Parecería como si los excesos de Parker no hubieran interferido con su música. Por lo menos, hasta el final de su vida. Que las drogas desencajan, diluyen las improvisaciones es hoy algo aceptado entre músicos. Con Parker era todo lo contrario. Las únicas veces que no funcionaba era cuando estaba abstinente y necesitaba una dosis. Su estilo había madurado por completo para cuando se presentó con sus primeros combos en 1945. A diferencia de lo que se ha dicho, el sonido de Parker no surgió como por arte de magia del suelo virgen del Suroeste. Lo moldearon también otros músicos. De adolescente, Parker se empapó noche tras noche en la particular, osada música de la ciudad de Kansas. Sin importar donde fuera, escuchaba el blues, el espeso, melancólico, susurrante blues de Lips Page, Pete Johnson, Joe Turner, Herschel Evans y Buddy Tate, y el delicado, ondulante, moderno blues de Count Basie y de Lester Young. Young se convirtió en su ídolo, y cuando Parker salió de gira por primera vez se llevó toda su discografía y se aprendió sus solos de memoria. También en Kansas, trabajó con Buster Smith, un saxofonista en cuyo estilo se encuentran ecos del primer Parker. Tomó consejos de Tommy Douglas, un solista muy entrenado, y cuando llegó a Nueva York estudió con Art Tatum, quien, inconscientemente, le enseñó a tocar a velocidades lumínicas y a vislumbrar armonías completamente nuevas. Algunas de estas incursiones tempranas fueron un completo desastre. Cuando tenía quince o dieciséis, se abrió camino hasta el escenario en una de esas severas e interminables sesiones de improvisación de Kansas y, probando ideas osadas para un estruendoso “I Got Rhythm”, perdió el rumbo. El baterista, Jo Jones, dejó de tocar, agarró un platillo y se lo tiró a los pies: Parker había sido “expulsado” del estrado. De este tipo de experiencias vergonzosas Parker aprendió.

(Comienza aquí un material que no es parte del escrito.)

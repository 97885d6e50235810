use sqlx::PgPool;
use tracing::info;

use crate::dto::api_response::ApiResponse;
use crate::models::purchase::{Purchase, PurchaseRequest};
use crate::controllers::sale_controller::{with_floor_warning, SaleController};
use crate::repositories::purchase_repository::PurchaseRepository;
use crate::repositories::vehicle_repository::VehicleRepository;
use crate::services::pricing_service::PricingService;
use crate::utils::errors::{ensure_valid_id, not_found_error, AppError, AppResult};

pub struct PurchaseController {
    repository: PurchaseRepository,
    vehicles: VehicleRepository,
    sales: SaleController,
}

impl PurchaseController {
    pub fn new(pool: PgPool, pricing: PricingService) -> Self {
        Self {
            repository: PurchaseRepository::new(pool.clone()),
            vehicles: VehicleRepository::new(pool.clone()),
            sales: SaleController::new(pool, pricing),
        }
    }

    pub async fn create(
        &self,
        vehicle_id: i32,
        request: PurchaseRequest,
    ) -> AppResult<ApiResponse<Purchase>> {
        ensure_valid_id(vehicle_id)?;

        if !self.vehicles.exists(vehicle_id).await? {
            return Err(not_found_error("Vehicle", vehicle_id));
        }
        if self.repository.find_by_vehicle(vehicle_id).await?.is_some() {
            return Err(already_purchased(vehicle_id));
        }

        let purchase = self
            .repository
            .create(vehicle_id, request.date, request.price)
            .await
            .map_err(|e| match e {
                AppError::Conflict(_) => already_purchased(vehicle_id),
                other => other,
            })?;

        info!("💶 Compra registrada para el vehículo {} ({})", vehicle_id, purchase.price);
        let warning = self.sales.price_floor_warning(vehicle_id).await?;
        Ok(ApiResponse::success_with_message(
            purchase,
            with_floor_warning("Purchase created successfully", warning),
        ))
    }

    pub async fn update(
        &self,
        vehicle_id: i32,
        request: PurchaseRequest,
    ) -> AppResult<ApiResponse<Purchase>> {
        ensure_valid_id(vehicle_id)?;

        let purchase = self
            .repository
            .update(vehicle_id, request.date, request.price)
            .await?
            .ok_or_else(|| purchase_not_found(vehicle_id))?;

        info!("💶 Compra actualizada para el vehículo {}", vehicle_id);
        let warning = self.sales.price_floor_warning(vehicle_id).await?;
        Ok(ApiResponse::success_with_message(
            purchase,
            with_floor_warning("Purchase updated successfully", warning),
        ))
    }

    pub async fn delete(&self, vehicle_id: i32) -> AppResult<()> {
        ensure_valid_id(vehicle_id)?;

        if !self.repository.delete(vehicle_id).await? {
            return Err(purchase_not_found(vehicle_id));
        }

        info!("🗑️ Compra eliminada del vehículo {}", vehicle_id);
        Ok(())
    }
}

fn already_purchased(vehicle_id: i32) -> AppError {
    AppError::Conflict(format!("Vehicle with ID {} already has a purchase", vehicle_id))
}

fn purchase_not_found(vehicle_id: i32) -> AppError {
    AppError::NotFound(format!("Purchase for vehicle with ID {} not found", vehicle_id))
}
//! Modelo de Sale (mise en vente y vente du véhicule)

use chrono::{DateTime, NaiveDate, Utc};
use rust_decimal::Decimal;
use serde::{Deserialize, Serialize};
use sqlx::FromRow;
use validator::{Validate, ValidationError};

use crate::utils::validation::{validate_amount, validate_not_blank};

/// Sale - mapea a la tabla sales (una por vehículo)
#[derive(Debug, Clone, Serialize, Deserialize, FromRow)]
pub struct Sale {
    pub id: i32,
    pub vehicle_id: i32,
    pub created_at: DateTime<Utc>,
    pub availability_date: NaiveDate,
    pub sale_date: Option<NaiveDate>,
    pub price: Decimal,
    pub title: String,
    pub description: Option<String>,
}

/// Request para publicar o actualizar una venta
#[derive(Debug, Deserialize, Validate)]
#[validate(schema(function = "validate_sale_dates", skip_on_field_errors = false))]
pub struct SaleRequest {
    pub availability_date: NaiveDate,

    pub sale_date: Option<NaiveDate>,

    #[validate(custom = "validate_amount")]
    pub price: Decimal,

    #[validate(
        length(min = 1, max = 100, message = "Title must be between 1 and 100 characters"),
        custom = "validate_not_blank"
    )]
    pub title: String,

    #[validate(length(max = 500, message = "Description cannot exceed 500 characters"))]
    pub description: Option<String>,
}

/// La fecha de venta no puede ser anterior a la de disponibilidad
fn validate_sale_dates(request: &SaleRequest) -> Result<(), ValidationError> {
    if let Some(sale_date) = request.sale_date {
        if sale_date < request.availability_date {
            let mut error = ValidationError::new("sale_date");
            error.message = Some("Sale date cannot be before the availability date".into());
            return Err(error);
        }
    }
    Ok(())
}

#[cfg(test)]
mod tests {
    use super::*;

    fn date(y: i32, m: u32, d: u32) -> NaiveDate {
        NaiveDate::from_ymd_opt(y, m, d).unwrap()
    }

    fn request(sale_date: Option<NaiveDate>) -> SaleRequest {
        SaleRequest {
            availability_date: date(2024, 3, 1),
            sale_date,
            price: Decimal::new(9500, 0),
            title: "Renault Clio 2019".to_string(),
            description: None,
        }
    }

    #[test]
    fn test_sale_date_not_before_availability() {
        assert!(request(None).validate().is_ok());
        assert!(request(Some(date(2024, 3, 1))).validate().is_ok());
        assert!(request(Some(date(2024, 4, 15))).validate().is_ok());

        let errors = request(Some(date(2024, 2, 28))).validate().unwrap_err();
        assert!(errors.errors().contains_key("__all__"));
    }

    #[test]
    fn test_title_is_required() {
        let mut blank = request(None);
        blank.title = "  ".to_string();
        assert!(blank.validate().unwrap_err().field_errors().contains_key("title"));
    }
}
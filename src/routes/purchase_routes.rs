use axum::{
    extract::{Path, State},
    http::StatusCode,
    routing::post,
    Json, Router,
};

use crate::controllers::purchase_controller::PurchaseController;
use crate::dto::api_response::ApiResponse;
use crate::models::purchase::{Purchase, PurchaseRequest};
use crate::state::AppState;
use crate::utils::errors::AppError;
use crate::utils::validation::ValidatedJson;

/// Rutas de compra, anidadas bajo /api/vehicle
pub fn create_purchase_router() -> Router<AppState> {
    Router::new().route(
        "/:id/purchase",
        post(create_purchase).put(update_purchase).delete(delete_purchase),
    )
}

async fn create_purchase(
    State(state): State<AppState>,
    Path(vehicle_id): Path<i32>,
    ValidatedJson(request): ValidatedJson<PurchaseRequest>,
) -> Result<(StatusCode, Json<ApiResponse<Purchase>>), AppError> {
    let controller = PurchaseController::new(state.pool.clone(), state.pricing);
    let response = controller.create(vehicle_id, request).await?;
    Ok((StatusCode::CREATED, Json(response)))
}

async fn update_purchase(
    State(state): State<AppState>,
    Path(vehicle_id): Path<i32>,
    ValidatedJson(request): ValidatedJson<PurchaseRequest>,
) -> Result<Json<ApiResponse<Purchase>>, AppError> {
    let controller = PurchaseController::new(state.pool.clone(), state.pricing);
    Ok(Json(controller.update(vehicle_id, request).await?))
}

async fn delete_purchase(
    State(state): State<AppState>,
    Path(vehicle_id): Path<i32>,
) -> Result<StatusCode, AppError> {
    let controller = PurchaseController::new(state.pool.clone(), state.pricing);
    controller.delete(vehicle_id).await?;
    Ok(StatusCode::NO_CONTENT)
}
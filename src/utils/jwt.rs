//! Utilidades JWT
//!
//! Helpers para leer tokens del header Authorization antes de pasarlos
//! al `JwtService`.

use crate::utils::errors::AppError;

/// Validar formato de token (básico)
pub fn validate_token_format(token: &str) -> Result<(), AppError> {
    if token.is_empty() {
        return Err(AppError::Jwt("Token cannot be empty".to_string()));
    }

    if token.split('.').count() != 3 {
        return Err(AppError::Jwt("Token must have 3 dot-separated parts".to_string()));
    }

    Ok(())
}

/// Extraer token del header Authorization
pub fn extract_token_from_header(auth_header: &str) -> Result<&str, AppError> {
    let token = auth_header
        .strip_prefix("Bearer ")
        .ok_or_else(|| AppError::Unauthorized("Authorization header must start with 'Bearer '".to_string()))?
        .trim();

    validate_token_format(token)?;
    Ok(token)
}

#[cfg(test)]
mod tests {
    use super::*;

    #[test]
    fn test_extract_token_from_header() {
        assert_eq!(extract_token_from_header("Bearer aaa.bbb.ccc").unwrap(), "aaa.bbb.ccc");
        assert!(matches!(
            extract_token_from_header("Basic dXNlcjpwYXNz"),
            Err(AppError::Unauthorized(_))
        ));
        assert!(matches!(extract_token_from_header("Bearer "), Err(AppError::Jwt(_))));
    }

    #[test]
    fn test_validate_token_format() {
        assert!(validate_token_format("a.b.c").is_ok());
        assert!(validate_token_format("a.b").is_err());
        assert!(validate_token_format("").is_err());
    }
}
use chrono::{DateTime, Utc};
use rust_decimal::Decimal;
use serde::{Deserialize, Serialize};

use crate::dto::catalog_dto::CatalogRef;
use crate::models::purchase::Purchase;
use crate::models::repair::Repair;
use crate::models::sale::Sale;
use crate::models::vehicle::VehicleRow;
use crate::services::pricing_service::{vehicle_title, PricingService};
use crate::utils::errors::{AppError, AppResult};

pub const DEFAULT_PAGE_NUMBER: i64 = 1;
pub const DEFAULT_PAGE_SIZE: i64 = 25;
pub const MAX_PAGE_SIZE: i64 = 100;

// Query string del listado de vehículos
#[derive(Debug, Default, Deserialize)]
pub struct VehicleListQuery {
    pub page_number: Option<i64>,
    pub page_size: Option<i64>,
    pub brand: Option<String>,
    pub sort_order: Option<String>,
}

/// Criterio de ordenación del listado
#[derive(Debug, Clone, Copy, PartialEq, Eq, Default)]
pub enum VehicleSortOrder {
    #[default]
    Id,
    Year,
    Brand,
    Model,
}

impl VehicleSortOrder {
    /// Valor desconocido o ausente ordena por id
    pub fn from_param(value: Option<&str>) -> Self {
        match value.map(|v| v.trim().to_lowercase()).as_deref() {
            Some("year") => VehicleSortOrder::Year,
            Some("brand") => VehicleSortOrder::Brand,
            Some("model") => VehicleSortOrder::Model,
            _ => VehicleSortOrder::Id,
        }
    }

    /// Cláusula ORDER BY; el id desempata
    pub fn order_by_clause(&self) -> &'static str {
        match self {
            VehicleSortOrder::Id => "v.id",
            VehicleSortOrder::Year => "v.year, v.id",
            VehicleSortOrder::Brand => "b.name, v.id",
            VehicleSortOrder::Model => "m.name, v.id",
        }
    }
}

/// Parámetros del listado ya validados
#[derive(Debug, Clone, PartialEq)]
pub struct VehicleListParams {
    pub page_number: i64,
    pub page_size: i64,
    pub brand: Option<String>,
    pub sort_order: VehicleSortOrder,
}

impl VehicleListParams {
    pub fn offset(&self) -> i64 {
        (self.page_number - 1).saturating_mul(self.page_size)
    }
}

impl TryFrom<VehicleListQuery> for VehicleListParams {
    type Error = AppError;

    fn try_from(query: VehicleListQuery) -> AppResult<Self> {
        let page_number = query.page_number.unwrap_or(DEFAULT_PAGE_NUMBER);
        if page_number < 1 {
            return Err(AppError::BadRequest(
                "Page number must be greater than or equal to 1".to_string(),
            ));
        }

        let page_size = query.page_size.unwrap_or(DEFAULT_PAGE_SIZE);
        if page_size < 1 {
            return Err(AppError::BadRequest(
                "Page size must be greater than or equal to 1".to_string(),
            ));
        }
        let page_size = page_size.min(MAX_PAGE_SIZE);

        // El OFFSET tiene que caber en un BIGINT
        if (page_number - 1).checked_mul(page_size).is_none() {
            return Err(AppError::BadRequest("Page number is too large".to_string()));
        }

        let brand = query
            .brand
            .map(|brand| brand.trim().to_string())
            .filter(|brand| !brand.is_empty());

        Ok(Self {
            page_number,
            page_size,
            brand,
            sort_order: VehicleSortOrder::from_param(query.sort_order.as_deref()),
        })
    }
}

// Response de vehículo con compra, venta, reparaciones y precio derivado
#[derive(Debug, Serialize, Deserialize)]
pub struct VehicleDetailResponse {
    pub id: i32,
    pub created_at: DateTime<Utc>,
    pub vin: Option<String>,
    pub year: i32,
    pub brand: CatalogRef,
    pub model: CatalogRef,
    pub trim_level: Option<CatalogRef>,
    pub title: String,
    pub description: Option<String>,
    pub image_path: Option<String>,
    pub purchase: Option<Purchase>,
    pub sale: Option<Sale>,
    pub repairs: Vec<Repair>,
    pub total_repair_cost: Decimal,
    pub sale_price: Option<Decimal>,
    pub margin: Decimal,
}

impl VehicleDetailResponse {
    pub fn new(
        vehicle: VehicleRow,
        purchase: Option<Purchase>,
        sale: Option<Sale>,
        repairs: Vec<Repair>,
        pricing: &PricingService,
    ) -> Self {
        let title = vehicle_title(
            vehicle.year,
            &vehicle.brand_name,
            &vehicle.model_name,
            vehicle.trim_level_name.as_deref(),
        );
        let total_repair_cost = pricing.total_repair_cost(&repairs);
        let sale_price = pricing.sale_price(purchase.as_ref(), &repairs);

        let trim_level = match (vehicle.trim_level_id, vehicle.trim_level_name) {
            (Some(id), Some(name)) => Some(CatalogRef { id, name }),
            _ => None,
        };

        Self {
            id: vehicle.id,
            created_at: vehicle.created_at,
            vin: vehicle.vin,
            year: vehicle.year,
            brand: CatalogRef { id: vehicle.brand_id, name: vehicle.brand_name },
            model: CatalogRef { id: vehicle.model_id, name: vehicle.model_name },
            trim_level,
            title,
            description: vehicle.description,
            image_path: vehicle.image_path,
            purchase,
            sale,
            repairs,
            total_repair_cost,
            sale_price,
            margin: pricing.margin(),
        }
    }
}

// Reparaciones de un vehículo con su total
#[derive(Debug, Serialize, Deserialize)]
pub struct RepairListResponse {
    pub vehicle_id: i32,
    pub repairs: Vec<Repair>,
    pub total_repair_cost: Decimal,
}

#[cfg(test)]
mod tests {
    use super::*;
    use chrono::NaiveDate;

    fn query(page_number: Option<i64>, page_size: Option<i64>) -> VehicleListQuery {
        VehicleListQuery { page_number, page_size, ..Default::default() }
    }

    #[test]
    fn test_list_defaults() {
        let params = VehicleListParams::try_from(VehicleListQuery::default()).unwrap();
        assert_eq!(params.page_number, 1);
        assert_eq!(params.page_size, 25);
        assert_eq!(params.brand, None);
        assert_eq!(params.sort_order, VehicleSortOrder::Id);
        assert_eq!(params.offset(), 0);
    }

    #[test]
    fn test_list_rejects_invalid_pages() {
        assert!(matches!(
            VehicleListParams::try_from(query(Some(0), None)),
            Err(AppError::BadRequest(msg)) if msg.contains("Page number")
        ));
        assert!(matches!(
            VehicleListParams::try_from(query(None, Some(0))),
            Err(AppError::BadRequest(msg)) if msg.contains("Page size")
        ));
    }

    #[test]
    fn test_page_size_is_capped_and_offset_computed() {
        let params = VehicleListParams::try_from(query(Some(3), Some(500))).unwrap();
        assert_eq!(params.page_size, MAX_PAGE_SIZE);
        assert_eq!(params.offset(), 200);
    }

    #[test]
    fn test_huge_page_number_is_rejected() {
        assert!(matches!(
            VehicleListParams::try_from(query(Some(i64::MAX), Some(25))),
            Err(AppError::BadRequest(msg)) if msg == "Page number is too large"
        ));

        let last = i64::MAX / MAX_PAGE_SIZE + 1;
        let params = VehicleListParams::try_from(query(Some(last), Some(MAX_PAGE_SIZE))).unwrap();
        assert_eq!(params.offset(), (last - 1) * MAX_PAGE_SIZE);
    }

    #[test]
    fn test_sort_order_parsing() {
        assert_eq!(VehicleSortOrder::from_param(Some("YEAR")), VehicleSortOrder::Year);
        assert_eq!(VehicleSortOrder::from_param(Some("brand")), VehicleSortOrder::Brand);
        assert_eq!(VehicleSortOrder::from_param(Some("Model")), VehicleSortOrder::Model);
        assert_eq!(VehicleSortOrder::from_param(Some("price")), VehicleSortOrder::Id);
        assert_eq!(VehicleSortOrder::from_param(None), VehicleSortOrder::Id);
        assert_eq!(VehicleSortOrder::Brand.order_by_clause(), "b.name, v.id");
    }

    #[test]
    fn test_blank_brand_filter_is_ignored() {
        let params = VehicleListParams::try_from(VehicleListQuery {
            brand: Some("  ".to_string()),
            ..Default::default()
        })
        .unwrap();
        assert_eq!(params.brand, None);
    }

    #[test]
    fn test_detail_response_derives_pricing() {
        let row = VehicleRow {
            id: 7,
            created_at: Utc::now(),
            vin: None,
            year: 2018,
            brand_id: 1,
            brand_name: "Peugeot".to_string(),
            model_id: 2,
            model_name: "308".to_string(),
            trim_level_id: Some(3),
            trim_level_name: Some("GT Line".to_string()),
            description: None,
            image_path: None,
        };
        let purchase = Purchase {
            id: 1,
            vehicle_id: 7,
            date: NaiveDate::from_ymd_opt(2024, 2, 1).unwrap(),
            price: Decimal::new(9000, 0),
        };
        let repairs = vec![Repair {
            id: 1,
            vehicle_id: 7,
            created_at: Utc::now(),
            description: "Pneus".to_string(),
            cost: Decimal::new(400, 0),
        }];

        let detail = VehicleDetailResponse::new(
            row,
            Some(purchase),
            None,
            repairs,
            &PricingService::default(),
        );

        assert_eq!(detail.title, "2018 - Peugeot 308 GT Line");
        assert_eq!(detail.total_repair_cost, Decimal::new(400, 0));
        assert_eq!(detail.sale_price, Some(Decimal::new(9900, 0)));
        assert_eq!(detail.trim_level, Some(CatalogRef { id: 3, name: "GT Line".to_string() }));
    }
}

Parker tuvo un sonido único. Ningún otro saxofonista ha conseguido un sonido tan humano. Podía ser tenso, incluso brusco. (Las lengüetas que usaba eran, desde un punto de vista técnico, las más complejas y demandantes). Podía ser liso, amplio, sombrío. Podía ser suave, resonante. A diferencia de la mayor parte de los saxofonistas de su tiempo —que siguieron los pasos de Coleman Hawkins—, casi no usaba el vibrato, y cuando lo hacía, era apenas una cosquilla, un murmullo. Había blues en cada rincón de su estilo, y fue el más conmovedor y asombroso improvisador de blues que jamás hayamos tenido. Su blues lento tenía algo admonitorio, como si se tratara de una prédica, de un sermón. Empezaba un solo con cuatro o cinco notas voluntariamente tartamudas a modo de anuncio, pausaba para dar efecto, repetía la frase y doblaba la última nota hasta el silencio. Después ponía la frase al revés y, brusco, resbalaba lateralmente hacia un tiempo apresurado, serpenteando la escala hacia arriba, redondeando rápidamente en lo más alto para después tirarse en picada, las notas cayendo en algún punto medio entre el silencio y el sonido. (Parker fue un maestro de las dinámicas y del uso dramático del silencio). Otra pausa y empezaba el segundo coro con una figura onírica de tres notas, pasando rápido de una a la otra pero sosteniéndolas a todas de manera prolongada, como si se tratara de un himno. Las sacaba de una parte inesperada del acorde y las desvestía en cámara lenta. Luego rompía el hechizo fugaz con dos o tres arpegios breves, desconectados, desprendidos, para flotar en una marcha atrás a media velocidad y lanzar otra carrera acelerada hacia arriba y hacia abajo, en la que le pegaba a todas las notas contiguas. Y ahora sí, después de una pausa, cerraba el coro con una especie de amén que recordaba el inicio.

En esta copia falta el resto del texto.